Data entries:
□ □ □ □ □
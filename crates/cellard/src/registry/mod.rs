//! Named database registry shared by every worker.
//!
//! The registry maps database names to open engine handles rooted at
//! `storage_root/<name>`. Handles are opened lazily on first use and cached, so
//! each name has at most one open engine instance at a time. Structural
//! changes (open, drop, close) are serialized behind a single `RwLock`; reads
//! of the handle table take the shared side of the lock and release it before
//! any key-level work begins.
//!
//! Known names are persisted to a JSON catalog so a restarted daemon still
//! lists databases created by an earlier run. The configured default database
//! is always present and cannot be dropped.

mod catalog;
mod database;
mod errors;

use std::collections::HashMap;
use std::path::{Path, PathBuf};
use std::sync::{Arc, RwLock, RwLockReadGuard, RwLockWriteGuard};

use tracing::{debug, info, warn};

use self::catalog::Catalog;
pub use self::database::{Database, Entry};
pub use self::errors::{RegistryError, StorageError};

pub(crate) const REGISTRY_TARGET: &str = concat!(env!("CARGO_PKG_NAME"), "::registry");

/// Suffix of directories awaiting deletion. `~` never appears in a valid name.
const TOMBSTONE_SUFFIX: &str = "~dropped";

#[derive(Debug)]
struct State {
    open: HashMap<String, Arc<Database>>,
    catalog: Catalog,
}

/// Thread-safe table of named databases.
#[derive(Debug)]
pub struct Registry {
    storage_root: PathBuf,
    default_database: String,
    state: RwLock<State>,
}

impl Registry {
    /// Loads the catalog and makes sure the default database is registered.
    ///
    /// # Errors
    ///
    /// Fails if the default name is invalid, the storage root cannot be
    /// created, or the catalog cannot be read or written.
    pub fn open(
        storage_root: impl Into<PathBuf>,
        database_store: &Path,
        default_database: &str,
    ) -> Result<Self, RegistryError> {
        validate_name(default_database)?;
        let storage_root = storage_root.into();
        std::fs::create_dir_all(&storage_root).map_err(|source| RegistryError::StorageRoot {
            path: storage_root.clone(),
            source,
        })?;

        sweep_tombstones(&storage_root);
        let mut catalog = Catalog::load(database_store)?;
        if catalog.insert(default_database)? {
            info!(
                target: REGISTRY_TARGET,
                database = default_database,
                "registered default database"
            );
        }

        Ok(Self {
            storage_root,
            default_database: default_database.to_owned(),
            state: RwLock::new(State {
                open: HashMap::new(),
                catalog,
            }),
        })
    }

    /// Name used when a request omits the database.
    #[must_use]
    pub fn default_database(&self) -> &str {
        self.default_database.as_str()
    }

    /// Directory containing one subdirectory per database.
    #[must_use]
    pub fn storage_root(&self) -> &Path {
        self.storage_root.as_path()
    }

    /// Returns the open handle for `name`, opening and registering the
    /// database first if needed.
    ///
    /// Concurrent first-time callers all receive the same handle.
    ///
    /// # Errors
    ///
    /// Fails for invalid names, engine open failures and catalog write
    /// failures.
    pub fn resolve_or_open(&self, name: &str) -> Result<Arc<Database>, RegistryError> {
        validate_name(name)?;
        if let Some(handle) = self.read()?.open.get(name) {
            return Ok(Arc::clone(handle));
        }

        let mut state = self.write()?;
        if let Some(handle) = state.open.get(name) {
            return Ok(Arc::clone(handle));
        }
        // The catalog entry is written before the engine creates a directory.
        let registered = state.catalog.insert(name)?;
        let handle = match self.open_database(name) {
            Ok(database) => Arc::new(database),
            Err(error) => {
                if registered && let Err(rollback) = state.catalog.remove(name) {
                    warn!(target: REGISTRY_TARGET, database = name, %rollback, "failed to unregister database");
                }
                return Err(error);
            }
        };
        if registered {
            info!(target: REGISTRY_TARGET, database = name, "created database");
        }
        state.open.insert(name.to_owned(), Arc::clone(&handle));
        Ok(handle)
    }

    /// Explicitly creates (or reopens) a database.
    ///
    /// # Errors
    ///
    /// See [`Registry::resolve_or_open`].
    pub fn create(&self, name: &str) -> Result<Arc<Database>, RegistryError> {
        self.resolve_or_open(name)
    }

    /// Returns whether `name` is a known database.
    ///
    /// # Errors
    ///
    /// Fails only if the registry lock is poisoned.
    pub fn contains(&self, name: &str) -> Result<bool, RegistryError> {
        Ok(self.read()?.catalog.contains(name))
    }

    /// Destroys a database and forgets its name.
    ///
    /// The directory is first moved aside, then the catalog is updated, and
    /// only then are the files deleted. If the catalog cannot be written the
    /// directory is moved back and the database stays usable.
    ///
    /// # Errors
    ///
    /// Returns [`RegistryError::NotFound`] for unknown names,
    /// [`RegistryError::DefaultDatabase`] for the default database and
    /// [`RegistryError::InUse`] while any request still holds the handle. In
    /// those cases nothing is changed.
    pub fn drop_database(&self, name: &str) -> Result<(), RegistryError> {
        validate_name(name)?;
        if name == self.default_database {
            return Err(RegistryError::DefaultDatabase {
                name: name.to_owned(),
            });
        }
        let mut state = self.write()?;
        if !state.catalog.contains(name) {
            return Err(RegistryError::NotFound {
                name: name.to_owned(),
            });
        }

        if let Some(handle) = state.open.get(name) {
            if Arc::strong_count(handle) > 1 {
                debug!(target: REGISTRY_TARGET, database = name, "drop refused, handle in use");
                return Err(RegistryError::InUse {
                    name: name.to_owned(),
                });
            }
            if let Err(error) = handle.flush() {
                warn!(target: REGISTRY_TARGET, database = name, %error, "flush before drop failed");
            }
        }
        // The engine releases its files once the last handle is gone.
        state.open.remove(name);

        let path = self.database_path(name);
        let tombstone = self.tombstone_path(name);
        if let Err(error) = std::fs::remove_dir_all(&tombstone)
            && error.kind() != std::io::ErrorKind::NotFound
        {
            warn!(target: REGISTRY_TARGET, database = name, %error, "stale dropped files remain");
        }
        let moved = match std::fs::rename(&path, &tombstone) {
            Ok(()) => true,
            Err(error) if error.kind() == std::io::ErrorKind::NotFound => false,
            Err(source) => {
                return Err(RegistryError::storage(
                    name,
                    StorageError::Destroy { path, source },
                ));
            }
        };

        if let Err(error) = state.catalog.remove(name) {
            if moved && let Err(restore) = std::fs::rename(&tombstone, &path) {
                warn!(
                    target: REGISTRY_TARGET,
                    database = name,
                    %restore,
                    "failed to restore database directory"
                );
            }
            return Err(error);
        }

        if moved && let Err(error) = std::fs::remove_dir_all(&tombstone) {
            warn!(
                target: REGISTRY_TARGET,
                database = name,
                path = %tombstone.display(),
                %error,
                "failed to delete dropped database files"
            );
        }
        info!(target: REGISTRY_TARGET, database = name, "dropped database");
        Ok(())
    }

    /// Snapshot of the known database names, sorted.
    ///
    /// # Errors
    ///
    /// Fails only if the registry lock is poisoned.
    pub fn list(&self) -> Result<std::vec::IntoIter<String>, RegistryError> {
        let names: Vec<String> = self.read()?.catalog.names().cloned().collect();
        Ok(names.into_iter())
    }

    /// Flushes and releases every open handle.
    ///
    /// Handles still held elsewhere stay usable; they close when their last
    /// clone is dropped.
    ///
    /// # Errors
    ///
    /// Returns the first flush failure after attempting every database.
    pub fn close_all(&self) -> Result<(), RegistryError> {
        let handles: Vec<(String, Arc<Database>)> = self.write()?.open.drain().collect();
        let mut first_error = None;
        for (name, handle) in handles {
            match handle.flush() {
                Ok(()) => debug!(target: REGISTRY_TARGET, database = %name, "closed database"),
                Err(error) => {
                    warn!(target: REGISTRY_TARGET, database = %name, %error, "flush on close failed");
                    if first_error.is_none() {
                        first_error = Some(RegistryError::storage(name, error));
                    }
                }
            }
        }
        first_error.map_or(Ok(()), Err)
    }

    /// Number of currently open handles.
    #[must_use]
    pub fn open_count(&self) -> usize {
        self.read().map(|state| state.open.len()).unwrap_or_default()
    }

    fn open_database(&self, name: &str) -> Result<Database, RegistryError> {
        let path = self.database_path(name);
        debug!(target: REGISTRY_TARGET, database = name, path = %path.display(), "opening database");
        Database::open(&path).map_err(|error| RegistryError::storage(name, error))
    }

    fn database_path(&self, name: &str) -> PathBuf {
        self.storage_root.join(name)
    }

    fn tombstone_path(&self, name: &str) -> PathBuf {
        self.storage_root.join(format!("{name}{TOMBSTONE_SUFFIX}"))
    }

    fn read(&self) -> Result<RwLockReadGuard<'_, State>, RegistryError> {
        self.state.read().map_err(|_| RegistryError::Internal)
    }

    fn write(&self) -> Result<RwLockWriteGuard<'_, State>, RegistryError> {
        self.state.write().map_err(|_| RegistryError::Internal)
    }
}

/// Deletes directories left behind by a drop that was interrupted.
fn sweep_tombstones(storage_root: &Path) {
    let Ok(entries) = std::fs::read_dir(storage_root) else {
        return;
    };
    for entry in entries.flatten() {
        let path = entry.path();
        let is_tombstone = path
            .file_name()
            .and_then(|name| name.to_str())
            .is_some_and(|name| name.ends_with(TOMBSTONE_SUFFIX));
        if !is_tombstone {
            continue;
        }
        match std::fs::remove_dir_all(&path) {
            Ok(()) => debug!(target: REGISTRY_TARGET, path = %path.display(), "removed dropped database files"),
            Err(error) => {
                warn!(target: REGISTRY_TARGET, path = %path.display(), %error, "failed to remove dropped database files");
            }
        }
    }
}

/// Rejects names that would escape the storage root or collide with
/// filesystem conventions.
pub(super) fn validate_name(name: &str) -> Result<(), RegistryError> {
    let reason = if name.is_empty() {
        Some("name is empty")
    } else if name == "." || name == ".." {
        Some("name is reserved")
    } else if !name
        .bytes()
        .all(|byte| byte.is_ascii_alphanumeric() || matches!(byte, b'-' | b'_' | b'.'))
    {
        Some("only ASCII letters, digits, '-', '_' and '.' are allowed")
    } else {
        None
    };
    match reason {
        Some(reason) => Err(RegistryError::InvalidName {
            name: name.to_owned(),
            reason,
        }),
        None => Ok(()),
    }
}
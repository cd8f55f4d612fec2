//! Client-facing socket listener.
//!
//! The listener binds the configured TCP or Unix endpoint, accepts
//! connections on a background thread and hands each one to a
//! [`ConnectionHandler`] on its own thread.

mod errors;
mod handler;
mod listener;
#[cfg(test)]
mod listener_tests;

pub use self::errors::{ListenerError, Occupant};
pub(crate) use self::handler::{ConnectionHandler, ConnectionStream, LineRead, read_line};
pub(crate) use self::listener::{ListenerHandle, SocketListener};

const LISTENER_TARGET: &str = concat!(env!("CARGO_PKG_NAME"), "::transport");

/// Largest request line accepted from a client, newline included.
pub const MAX_REQUEST_BYTES: usize = 1024 * 1024;
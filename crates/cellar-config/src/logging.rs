use serde::{Deserialize, Serialize};
use strum::{Display, EnumString};

/// Output formats accepted by `log_format`.
#[derive(
    Debug, Clone, Copy, Default, Deserialize, Serialize, PartialEq, Eq, EnumString, Display,
)]
#[serde(rename_all = "snake_case")]
#[strum(serialize_all = "snake_case", ascii_case_insensitive)]
pub enum LogFormat {
    /// One JSON object per event, for log shippers.
    #[default]
    Json,
    /// Single-line human-readable events.
    Compact,
}

/// Error returned when a [`LogFormat`] cannot be parsed.
pub type LogFormatParseError = strum::ParseError;
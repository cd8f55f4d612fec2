//! Persisted list of known database names.

use std::collections::BTreeSet;
use std::fs;
use std::io;
use std::path::{Path, PathBuf};

use serde::{Deserialize, Serialize};
use tracing::{debug, warn};

use super::{REGISTRY_TARGET, validate_name};
use super::errors::RegistryError;
use crate::files::atomic_write;

#[derive(Debug, Default, Serialize, Deserialize)]
struct CatalogFile {
    databases: BTreeSet<String>,
}

/// Names of every database the daemon has created.
#[derive(Debug)]
pub(crate) struct Catalog {
    path: PathBuf,
    names: BTreeSet<String>,
}

impl Catalog {
    /// Loads the catalog, treating a missing file as empty.
    pub(crate) fn load(path: &Path) -> Result<Self, RegistryError> {
        let names = match fs::read(path) {
            Ok(bytes) => {
                let file: CatalogFile = serde_json::from_slice(&bytes)
                    .map_err(|error| RegistryError::catalog(path, "malformed catalog", error))?;
                valid_names(path, file.databases)
            }
            Err(error) if error.kind() == io::ErrorKind::NotFound => {
                debug!(target: REGISTRY_TARGET, path = %path.display(), "no catalog yet");
                BTreeSet::new()
            }
            Err(error) => {
                return Err(RegistryError::catalog(path, "failed to read catalog", error));
            }
        };
        Ok(Self {
            path: path.to_path_buf(),
            names,
        })
    }

    pub(crate) fn contains(&self, name: &str) -> bool {
        self.names.contains(name)
    }

    pub(crate) fn names(&self) -> impl Iterator<Item = &String> {
        self.names.iter()
    }

    /// Adds a name and persists. Returns false if it was already present.
    pub(crate) fn insert(&mut self, name: &str) -> Result<bool, RegistryError> {
        if !self.names.insert(name.to_owned()) {
            return Ok(false);
        }
        if let Err(error) = self.persist() {
            self.names.remove(name);
            return Err(error);
        }
        Ok(true)
    }

    /// Removes a name and persists. On failure the name stays registered.
    pub(crate) fn remove(&mut self, name: &str) -> Result<(), RegistryError> {
        if !self.names.remove(name) {
            return Ok(());
        }
        if let Err(error) = self.persist() {
            self.names.insert(name.to_owned());
            return Err(error);
        }
        Ok(())
    }

    fn persist(&self) -> Result<(), RegistryError> {
        if let Some(parent) = self.path.parent().filter(|parent| !parent.as_os_str().is_empty())
        {
            fs::create_dir_all(parent).map_err(|error| {
                RegistryError::catalog(&self.path, "failed to create catalog directory", error)
            })?;
        }
        let file = CatalogFile {
            databases: self.names.clone(),
        };
        let bytes = serde_json::to_vec_pretty(&file)
            .map_err(|error| RegistryError::catalog(&self.path, "failed to encode catalog", error))?;
        atomic_write(&self.path, &bytes)
            .map_err(|error| RegistryError::catalog(&self.path, "failed to write catalog", error))
    }
}

/// Drops entries that could not have been created through the registry.
fn valid_names(path: &Path, names: BTreeSet<String>) -> BTreeSet<String> {
    names
        .into_iter()
        .filter(|name| match validate_name(name) {
            Ok(()) => true,
            Err(error) => {
                warn!(
                    target: REGISTRY_TARGET,
                    path = %path.display(),
                    %error,
                    "ignoring catalog entry"
                );
                false
            }
        })
        .collect()
}

#[cfg(test)]
mod tests {
    use super::*;

    #[test]
    fn missing_file_is_an_empty_catalog() {
        let dir = tempfile::tempdir().expect("temp dir");
        let catalog = Catalog::load(&dir.path().join("databases.json")).expect("load");
        assert_eq!(catalog.names().count(), 0);
    }

    #[test]
    fn insertions_survive_reload() {
        let dir = tempfile::tempdir().expect("temp dir");
        let path = dir.path().join("nested").join("databases.json");
        let mut catalog = Catalog::load(&path).expect("load");
        assert!(catalog.insert("users").expect("insert"));
        assert!(!catalog.insert("users").expect("insert twice"));
        catalog.insert("orders").expect("insert");
        catalog.remove("users").expect("remove");

        let reloaded = Catalog::load(&path).expect("reload");
        let names: Vec<_> = reloaded.names().cloned().collect();
        assert_eq!(names, ["orders"]);
    }

    #[test]
    fn malformed_file_is_reported() {
        let dir = tempfile::tempdir().expect("temp dir");
        let path = dir.path().join("databases.json");
        fs::write(&path, b"not json").expect("write");
        let error = Catalog::load(&path).expect_err("malformed");
        assert!(matches!(error, RegistryError::Catalog { .. }));
    }

    #[test]
    fn invalid_entries_are_ignored_on_load() {
        let dir = tempfile::tempdir().expect("temp dir");
        let path = dir.path().join("databases.json");
        fs::write(&path, br#"{"databases": ["../escape", "", "orders", "a/b"]}"#).expect("write");
        let catalog = Catalog::load(&path).expect("load");
        let names: Vec<_> = catalog.names().cloned().collect();
        assert_eq!(names, ["orders"]);
    }

    #[test]
    fn failed_removal_keeps_the_name() {
        let dir = tempfile::tempdir().expect("temp dir");
        let path = dir.path().join("databases.json");
        let mut catalog = Catalog::load(&path).expect("load");
        catalog.insert("users").expect("insert");

        fs::remove_file(&path).expect("remove catalog file");
        fs::create_dir(&path).expect("occupy catalog path");
        fs::write(path.join("occupant"), b"").expect("fill directory");

        catalog.remove("users").expect_err("write must fail");
        assert!(catalog.contains("users"));
    }
}
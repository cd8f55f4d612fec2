//! Command execution for decoded requests.
//!
//! Workers hand each decoded [`Request`](crate::protocol::Request) to a
//! [`CommandHandler`]. The production handler, [`KeyValueHandler`], resolves the
//! target database through the shared registry, runs the requested primitive
//! and folds every outcome, including failures, into a
//! [`Response`](crate::protocol::Response).
//!
//! ## Operations
//!
//! | Operation | Arguments                   | Content on success           |
//! |-----------|-----------------------------|------------------------------|
//! | `PING`    | none                        | `{"message": "PONG"}`        |
//! | `GET`     | `{"key"}`                   | `{"value"}`                  |
//! | `MGET`    | `{"keys": [..]}`            | `{"values": [..]}`           |
//! | `PUT`     | `{"key", "value"}`          | `{}`                         |
//! | `DELETE`  | `{"key"}`                   | `{}`                         |
//! | `EXISTS`  | `{"key"}`                   | `{"exists"}`                 |
//! | `RANGE`   | `{"start"?, "end"?, "limit"?}` | `{"items": [[k, v], ..]}` |
//! | `SLICE`   | `{"start", "limit"}`        | `{"items": [[k, v], ..]}`    |
//! | `OPEN`    | none                        | `{"db"}`                     |
//! | `DROP`    | none                        | `{}`                         |
//! | `LIST`    | none                        | `{"databases": [..]}`        |

mod arguments;
mod errors;
mod handler;

pub use self::errors::CommandError;
pub use self::handler::{CommandHandler, KeyValueHandler};

/// Tracing target for command execution.
pub(crate) const DISPATCH_TARGET: &str = concat!(env!("CARGO_PKG_NAME"), "::dispatch");
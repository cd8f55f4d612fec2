//! Minimal line-oriented client used to drive a running daemon.

use std::io::{BufRead, BufReader, Write};
use std::net::{Shutdown, SocketAddr, TcpStream};
use std::time::Duration;

use serde_json::{Value, json};

use crate::protocol::Response;

const READ_TIMEOUT: Duration = Duration::from_secs(10);

/// A blocking TCP client speaking the JSON-lines protocol.
pub struct Client {
    reader: BufReader<TcpStream>,
}

impl Client {
    /// Connects to a daemon listening on `addr`.
    pub fn connect(addr: SocketAddr) -> Self {
        let stream = TcpStream::connect(addr).expect("connect to daemon");
        stream
            .set_read_timeout(Some(READ_TIMEOUT))
            .expect("set read timeout");
        Self {
            reader: BufReader::new(stream),
        }
    }

    /// Sends one command and decodes the reply.
    pub fn request(&mut self, command: &str, database: Option<&str>, arguments: Value) -> Response {
        let mut descriptor = json!({ "command": command });
        if let Some(database) = database {
            descriptor["db"] = json!(database);
        }
        let line = serde_json::to_string(&json!([descriptor, arguments])).expect("encode request");
        self.send_raw(&line).expect("daemon replied")
    }

    /// Writes `line` plus a newline and reads one reply line.
    ///
    /// Returns `None` when the daemon closed the connection instead.
    pub fn send_raw(&mut self, line: &str) -> Option<Response> {
        let stream = self.reader.get_mut();
        stream.write_all(line.as_bytes()).expect("write request");
        stream.write_all(b"\n").expect("write newline");
        stream.flush().expect("flush request");
        self.read_reply()
    }

    /// Reads one reply line, or `None` at end of stream.
    pub fn read_reply(&mut self) -> Option<Response> {
        let mut reply = Vec::new();
        let read = self.reader.read_until(b'\n', &mut reply).expect("read reply");
        if read == 0 {
            return None;
        }
        Some(Response::parse(&reply).expect("well-formed reply"))
    }

    /// Half-closes the connection and checks that nothing else arrives.
    pub fn finish(mut self) {
        self.reader
            .get_ref()
            .shutdown(Shutdown::Write)
            .expect("half-close");
        assert!(self.read_reply().is_none(), "unexpected extra reply");
    }
}
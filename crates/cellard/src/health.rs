//! Structured health reporting for daemon and worker lifecycle events.

use std::sync::Arc;

use crate::bootstrap::BootstrapError;
use crate::broker::{TransportError, WorkerId};

use cellar_config::Config;

const HEALTH_TARGET: &str = concat!(env!("CARGO_PKG_NAME"), "::health");

/// Observer trait used to surface lifecycle events to telemetry sinks.
pub trait HealthReporter: Send + Sync {
    /// Invoked before configuration loading begins.
    fn bootstrap_starting(&self);

    /// Invoked after bootstrap completes successfully.
    fn bootstrap_succeeded(&self, config: &Config);

    /// Invoked when bootstrap fails.
    fn bootstrap_failed(&self, error: &BootstrapError);

    /// Invoked by a worker thread once it is ready to receive requests.
    fn worker_started(&self, worker: WorkerId);

    /// Invoked when a worker leaves its loop after receiving a halt.
    fn worker_halted(&self, worker: WorkerId);

    /// Invoked when a worker stops because its bus endpoint failed.
    fn worker_failed(&self, worker: WorkerId, error: &TransportError);
}

impl<T> HealthReporter for Arc<T>
where
    T: HealthReporter + ?Sized,
{
    fn bootstrap_starting(&self) {
        (**self).bootstrap_starting();
    }

    fn bootstrap_succeeded(&self, config: &Config) {
        (**self).bootstrap_succeeded(config);
    }

    fn bootstrap_failed(&self, error: &BootstrapError) {
        (**self).bootstrap_failed(error);
    }

    fn worker_started(&self, worker: WorkerId) {
        (**self).worker_started(worker);
    }

    fn worker_halted(&self, worker: WorkerId) {
        (**self).worker_halted(worker);
    }

    fn worker_failed(&self, worker: WorkerId, error: &TransportError) {
        (**self).worker_failed(worker, error);
    }
}

/// Default reporter that records lifecycle events using `tracing`.
#[derive(Debug, Default, Clone, Copy)]
pub struct StructuredHealthReporter;

impl StructuredHealthReporter {
    /// Builds a new reporter.
    #[must_use]
    pub fn new() -> Self {
        Self
    }
}

impl HealthReporter for StructuredHealthReporter {
    fn bootstrap_starting(&self) {
        tracing::info!(
            target: HEALTH_TARGET,
            event = "bootstrap_starting",
            "starting daemon bootstrap"
        );
    }

    fn bootstrap_succeeded(&self, config: &Config) {
        tracing::info!(
            target: HEALTH_TARGET,
            event = "bootstrap_succeeded",
            socket = %config.daemon_socket(),
            workers = config.worker_count(),
            storage_root = %config.storage_root(),
            log_filter = %config.log_filter(),
            log_format = ?config.log_format(),
            "daemon bootstrap completed"
        );
    }

    fn bootstrap_failed(&self, error: &BootstrapError) {
        tracing::error!(
            target: HEALTH_TARGET,
            event = "bootstrap_failed",
            error = %error,
            "daemon bootstrap failed"
        );
    }

    fn worker_started(&self, worker: WorkerId) {
        tracing::debug!(
            target: HEALTH_TARGET,
            event = "worker_started",
            worker = %worker,
            "worker ready"
        );
    }

    fn worker_halted(&self, worker: WorkerId) {
        tracing::debug!(
            target: HEALTH_TARGET,
            event = "worker_halted",
            worker = %worker,
            "worker halted"
        );
    }

    fn worker_failed(&self, worker: WorkerId, error: &TransportError) {
        tracing::error!(
            target: HEALTH_TARGET,
            event = "worker_failed",
            worker = %worker,
            error = %error,
            "worker stopped on transport error"
        );
    }
}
□ □ □ □ □
— What needs to be done —
From the records above, copy out the line with "key-level work begins.", the line with "pub(crate) const REGISTRY_TARGET: &str", and every line between them, word for word.

— Finished task —
//! any key-level work begins.
//!
//! Known names are persisted to a JSON catalog so a restarted daemon still
//! lists databases created by an earlier run. The configured default database
//! is always present and cannot be dropped.

mod catalog;
mod database;
mod errors;

use std::collections::HashMap;
use std::path::{Path, PathBuf};
use std::sync::{Arc, RwLock, RwLockReadGuard, RwLockWriteGuard};

use tracing::{debug, info, warn};

use self::catalog::Catalog;
pub use self::database::{Database, Entry};
pub use self::errors::{RegistryError, StorageError};

pub(crate) const REGISTRY_TARGET: &str = concat!(env!("CARGO_PKG_NAME"), "::registry");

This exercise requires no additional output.